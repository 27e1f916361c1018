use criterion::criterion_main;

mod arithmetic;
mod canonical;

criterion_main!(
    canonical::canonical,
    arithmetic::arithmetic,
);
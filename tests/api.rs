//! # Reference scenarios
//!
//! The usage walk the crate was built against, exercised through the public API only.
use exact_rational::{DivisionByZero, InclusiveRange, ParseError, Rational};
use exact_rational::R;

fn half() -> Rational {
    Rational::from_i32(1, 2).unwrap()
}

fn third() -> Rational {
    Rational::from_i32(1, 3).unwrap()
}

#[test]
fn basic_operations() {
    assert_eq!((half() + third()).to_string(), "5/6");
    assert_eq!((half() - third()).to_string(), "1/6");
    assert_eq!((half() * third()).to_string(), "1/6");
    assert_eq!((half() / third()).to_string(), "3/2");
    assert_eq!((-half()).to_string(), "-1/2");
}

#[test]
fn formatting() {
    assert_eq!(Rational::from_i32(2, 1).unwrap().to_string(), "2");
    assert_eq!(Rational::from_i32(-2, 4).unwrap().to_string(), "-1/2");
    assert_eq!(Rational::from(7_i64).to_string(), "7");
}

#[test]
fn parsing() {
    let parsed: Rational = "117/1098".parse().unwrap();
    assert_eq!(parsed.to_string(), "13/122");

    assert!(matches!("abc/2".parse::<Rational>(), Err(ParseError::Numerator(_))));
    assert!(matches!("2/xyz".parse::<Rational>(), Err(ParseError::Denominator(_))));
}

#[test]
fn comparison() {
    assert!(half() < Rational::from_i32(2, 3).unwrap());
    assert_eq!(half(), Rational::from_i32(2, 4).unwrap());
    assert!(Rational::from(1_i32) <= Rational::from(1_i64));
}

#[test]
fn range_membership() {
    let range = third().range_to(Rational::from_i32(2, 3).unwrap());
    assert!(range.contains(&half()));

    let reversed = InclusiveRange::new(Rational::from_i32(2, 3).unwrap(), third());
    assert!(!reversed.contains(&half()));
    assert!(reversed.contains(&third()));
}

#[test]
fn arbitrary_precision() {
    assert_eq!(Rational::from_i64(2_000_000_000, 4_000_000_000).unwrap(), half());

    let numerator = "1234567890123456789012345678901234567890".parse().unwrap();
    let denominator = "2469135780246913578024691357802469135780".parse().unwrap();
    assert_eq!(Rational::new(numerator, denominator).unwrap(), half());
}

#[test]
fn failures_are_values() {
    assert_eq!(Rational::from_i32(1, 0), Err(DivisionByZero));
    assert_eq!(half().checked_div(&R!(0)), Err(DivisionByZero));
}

══════════

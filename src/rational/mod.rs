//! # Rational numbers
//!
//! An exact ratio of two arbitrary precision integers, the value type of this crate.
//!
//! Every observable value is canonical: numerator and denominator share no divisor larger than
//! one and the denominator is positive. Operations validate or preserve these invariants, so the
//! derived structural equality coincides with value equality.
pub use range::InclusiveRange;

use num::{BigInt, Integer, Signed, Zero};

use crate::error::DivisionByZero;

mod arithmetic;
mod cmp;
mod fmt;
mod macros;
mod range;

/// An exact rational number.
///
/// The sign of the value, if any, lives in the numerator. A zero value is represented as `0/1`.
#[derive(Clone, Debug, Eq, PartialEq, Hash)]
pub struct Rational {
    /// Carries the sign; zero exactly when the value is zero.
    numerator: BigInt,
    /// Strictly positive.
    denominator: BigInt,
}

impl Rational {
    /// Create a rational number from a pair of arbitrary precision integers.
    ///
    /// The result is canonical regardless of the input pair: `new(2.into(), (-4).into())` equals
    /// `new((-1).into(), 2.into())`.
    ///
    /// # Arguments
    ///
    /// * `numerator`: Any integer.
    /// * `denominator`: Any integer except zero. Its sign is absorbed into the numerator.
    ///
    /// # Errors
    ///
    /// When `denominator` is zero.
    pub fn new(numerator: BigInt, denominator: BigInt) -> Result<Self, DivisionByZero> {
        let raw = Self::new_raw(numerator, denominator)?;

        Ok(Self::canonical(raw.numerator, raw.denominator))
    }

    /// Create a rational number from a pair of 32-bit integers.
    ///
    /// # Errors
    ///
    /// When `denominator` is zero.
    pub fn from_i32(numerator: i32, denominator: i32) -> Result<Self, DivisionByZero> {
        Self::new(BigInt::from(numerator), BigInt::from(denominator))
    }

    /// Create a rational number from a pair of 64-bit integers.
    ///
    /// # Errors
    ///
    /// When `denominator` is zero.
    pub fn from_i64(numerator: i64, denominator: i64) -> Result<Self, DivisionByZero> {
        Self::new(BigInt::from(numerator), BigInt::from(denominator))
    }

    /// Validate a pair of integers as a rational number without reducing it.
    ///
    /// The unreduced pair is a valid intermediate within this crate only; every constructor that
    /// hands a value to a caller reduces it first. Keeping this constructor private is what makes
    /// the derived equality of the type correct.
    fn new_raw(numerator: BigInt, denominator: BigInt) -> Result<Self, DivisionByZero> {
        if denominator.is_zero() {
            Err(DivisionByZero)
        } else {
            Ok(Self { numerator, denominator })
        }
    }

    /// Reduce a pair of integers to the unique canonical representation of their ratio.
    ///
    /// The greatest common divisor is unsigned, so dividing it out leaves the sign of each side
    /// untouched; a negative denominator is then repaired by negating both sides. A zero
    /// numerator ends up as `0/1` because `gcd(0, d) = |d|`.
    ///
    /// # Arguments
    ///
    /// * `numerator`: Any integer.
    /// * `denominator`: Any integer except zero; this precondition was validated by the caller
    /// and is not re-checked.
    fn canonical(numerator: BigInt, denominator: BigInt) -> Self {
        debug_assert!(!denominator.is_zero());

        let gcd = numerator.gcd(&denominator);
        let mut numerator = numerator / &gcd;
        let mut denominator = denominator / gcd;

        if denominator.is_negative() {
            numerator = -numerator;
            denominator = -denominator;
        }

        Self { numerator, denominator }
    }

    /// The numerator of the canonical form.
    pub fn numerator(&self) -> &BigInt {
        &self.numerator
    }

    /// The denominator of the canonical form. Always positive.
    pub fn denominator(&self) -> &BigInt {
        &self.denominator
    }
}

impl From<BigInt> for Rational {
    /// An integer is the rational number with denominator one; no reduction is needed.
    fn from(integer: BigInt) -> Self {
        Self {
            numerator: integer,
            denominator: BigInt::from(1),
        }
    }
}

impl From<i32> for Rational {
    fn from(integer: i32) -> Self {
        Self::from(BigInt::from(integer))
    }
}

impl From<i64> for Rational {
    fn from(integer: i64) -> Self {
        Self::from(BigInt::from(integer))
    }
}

══════════

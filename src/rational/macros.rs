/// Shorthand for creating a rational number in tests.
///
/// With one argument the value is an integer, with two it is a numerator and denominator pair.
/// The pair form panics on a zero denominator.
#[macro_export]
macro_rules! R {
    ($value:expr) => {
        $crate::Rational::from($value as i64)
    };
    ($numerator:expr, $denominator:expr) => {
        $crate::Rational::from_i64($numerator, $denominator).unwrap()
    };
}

══════════

- WHAT IS REQUIRED
Go through the listing above and copy each line in which the string "equality" is found.

- REPLY TO THE EXERCISE
//! derived structural equality coincides with value equality.
    /// the derived equality of the type correct.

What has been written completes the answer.